The accuracy of RNA secondary structure prediction from one sequence by free energy minimization is limited by several factors:
1. The free energy value list in a nearest neighbor model may be incomplete or inaccurate.
  - Modified bases are often assumed to fold in the same way as the unmodified version, but they actually have differences ranging from subtle (free energies changes on the order of 0.5 kcal/mol) to major (modification physically blocks hydrogen bond from forming).
2. Not all known RNA folds in such a way as to conform with the thermodynamic minimum.
3. Some RNA sequences have more than one biologically active conformation (i.e., riboswitches).

For this reason, the ability to predict structures which have similar low free energy can provide significant information. Such structures are termed suboptimal structures. MFOLD is one program that generates suboptimal structures.

A collection of structures can be represented by a "dot plot", a visualization of a square matrix containing the frequency of two bases being paired. This is essentially a type of heat map.

==== Boltzmann ensemble ====
A collection of possible structures forms an ensemble. By sampling from the ensemble according to the Boltzmann distribution (as exemplified by the program SFOLD), many possible structures can be returned.

The states in an Boltzmann ensemble can also be represented by a "dot plot", with magnitudes being the probability of finding any two base being paired in the ensemble. These magnitudes implicitly represent thermodynamic data as well.

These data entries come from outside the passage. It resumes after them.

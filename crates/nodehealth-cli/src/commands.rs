use super::args::{Cli, Commands};
use super::context::ExecutionContext;
use super::handlers;
use super::logging;
use anyhow::Result;
use nodehealth_runtime::{Config, resolve_config_path};
use tracing::debug;

/// Run one command and return the process exit status.
pub fn run(cli: Cli) -> Result<i32> {
    let _guard = logging::init(cli.log_level, cli.log_file.as_deref())?;

    let config_path = resolve_config_path(cli.config.as_deref())?;
    let mut config = Config::load_from(&config_path)?;
    if let Some(dir) = cli.output_dir {
        config.report.output_dir = dir;
    }
    debug!(config = %config_path.display(), "loaded configuration");

    let mut ctx = ExecutionContext::new(config, config_path, cli.format, cli.fail_on_issues);

    let failed = match cli.command {
        Commands::Link {
            interfaces,
            thresholds,
            from_dir,
            address,
            date_stamp,
            previous,
            errors_only,
            failures_first,
            save_raw,
        } => {
            interfaces.apply(&mut ctx.config.link);
            thresholds.apply(&mut ctx.config.link);
            handlers::link::handle(
                &ctx,
                handlers::link::LinkOptions {
                    from_dir,
                    address,
                    date_stamp,
                    previous,
                    errors_only,
                    failures_first,
                    save_raw,
                },
            )?
        }

        Commands::Snapshot { interfaces } => {
            interfaces.apply(&mut ctx.config.link);
            handlers::snapshot::handle(&ctx)?;
            false
        }

        Commands::Gpu {
            bandwidth,
            iterations,
            bandwidth_binary,
            burn,
            burn_dir,
            burn_seconds,
            remap_limit,
            date_stamp,
        } => {
            let gpu = &mut ctx.config.gpu;
            gpu.bandwidth |= bandwidth;
            if let Some(iterations) = iterations {
                gpu.bandwidth_iterations = iterations;
            }
            if let Some(binary) = bandwidth_binary {
                gpu.bandwidth_binary = binary;
            }
            gpu.burn |= burn;
            if let Some(dir) = burn_dir {
                gpu.burn_dir = dir;
            }
            if let Some(seconds) = burn_seconds {
                gpu.burn_seconds = seconds;
            }
            if let Some(limit) = remap_limit {
                gpu.thresholds.remap_uncorrectable_limit = limit;
            }
            handlers::gpu::handle(&ctx, date_stamp)?
        }

        Commands::Diff {
            previous,
            current,
            date_stamp,
        } => handlers::diff::handle(&ctx, &previous, &current, date_stamp)?,

        Commands::Fleet {
            hostfile,
            hosts,
            user,
            port,
            identity,
            remote_dir,
            executable,
            concurrency,
            date_stamp,
            remote_args,
        } => {
            let fleet = &mut ctx.config.fleet;
            if user.is_some() {
                fleet.user = user;
            }
            if port.is_some() {
                fleet.port = port;
            }
            if identity.is_some() {
                fleet.identity_file = identity;
            }
            if let Some(dir) = remote_dir {
                fleet.remote_dir = dir;
            }
            if let Some(concurrency) = concurrency {
                fleet.concurrency = concurrency;
            }
            handlers::fleet::handle(
                &ctx,
                handlers::fleet::FleetOptions {
                    hostfile,
                    hosts,
                    executable,
                    date_stamp,
                    remote_args,
                },
            )?
        }

        Commands::RailLatency {
            client,
            server,
            shape,
            cutoff,
            osu_dir,
        } => {
            let fabric = &mut ctx.config.fabric;
            if let Some(cutoff) = cutoff {
                fabric.latency_cutoff_us = cutoff;
            }
            if osu_dir.is_some() {
                fabric.osu_dir = osu_dir;
            }
            let shape = shape.map(Into::into).unwrap_or(ctx.config.link.shape);
            handlers::rail_latency::handle(&ctx, shape, &client, &server)?
        }

        Commands::Rttcc { interfaces } => {
            interfaces.apply(&mut ctx.config.link);
            handlers::rttcc::handle(&ctx)?
        }

        Commands::Mapping => handlers::mapping::handle(&ctx)?,

        Commands::DecodeIpv6 { addresses } => handlers::decode_ipv6::handle(&ctx, &addresses)?,

        Commands::Renumber { shape, interfaces } => {
            handlers::renumber::handle(&ctx, shape.into(), &interfaces)?
        }

        Commands::Config { command } => {
            handlers::config::handle(&ctx, command)?;
            false
        }
    };

    Ok(ctx.exit_code(failed))
}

==Comparative secondary structure prediction==

Multiple evolutionarily related RNA sequences share patterns of covariation between sites. If two sites are often seen changing in sync, there is a high possibility that there is a structurally required hydrogen bond between those positions. This offers an additional source of information for what the true structure could look like.

In general, the problem of alignment and consensus structure prediction are closely related. A few different approaches to the prediction of consensus structures can be distinguished:
1. Folding of alignment
2. Alignment of singular predicted structures, in some cases jointly with sequence alignment
3. Simultaneous alignment of sequence and ensembles of predicted structures

Each of these steps can also be mixed and matched in an iterative fashion.

===Align then fold===
A practical heuristic approach is to use multiple sequence alignment tools to produce an alignment of several RNA sequences, to find consensus sequence and then fold it. Covariation can be extracted from a multiple sequence alignment of multiple homologous RNA sequences with related but dissimilar sequences. The quality of the alignment determines the accuracy of the consensus structure model. Consensus sequences are folded using various approaches similarly as in individual structure prediction problem:

- Pfold implements SCFGs. Covariation is converted into a "dot plot" of base pair probabilities, which is considered on top of the usual single-sequence version of Pfold.
- RNAalifold from the Vienna suite is essentially an alignment-based variant of RNAfold from the same suite. Both use a thermodynamic folding approach and can run in two modes: a MFE (minimum free energy) mode, which returns a single structure, and a partitioning mode, which gives several possible structures. The score of a consensus structure is a combination of average thermodynamic energies and extra points derived from co-variation.
  - A linear-time variant is found as LinearAlifold.
- ILM (iterated loop matching) uses combination of thermodynamics and mutual information (covariance) content scores. Like suggested in its name, it is based on Nussinov style loop-matching between predicted structures. In each iteration, a "best" helix/stem is found in the predicted secondary structure and the rest of the structure is folded again. This allows the prediction of pseudoknoted structures.

===Fold single then align/joint-align===
Evolution frequently preserves functional RNA structure better than RNA sequence. Hence, a common biological problem is to infer a common structure for two or more highly diverged but homologous RNA sequences. Sequence alignments become unsuitable and do not help to improve the accuracy of structure prediction when sequence similarity of two sequences is less than 50%. This calls for an approach that combines alignment and secondary structure prediction.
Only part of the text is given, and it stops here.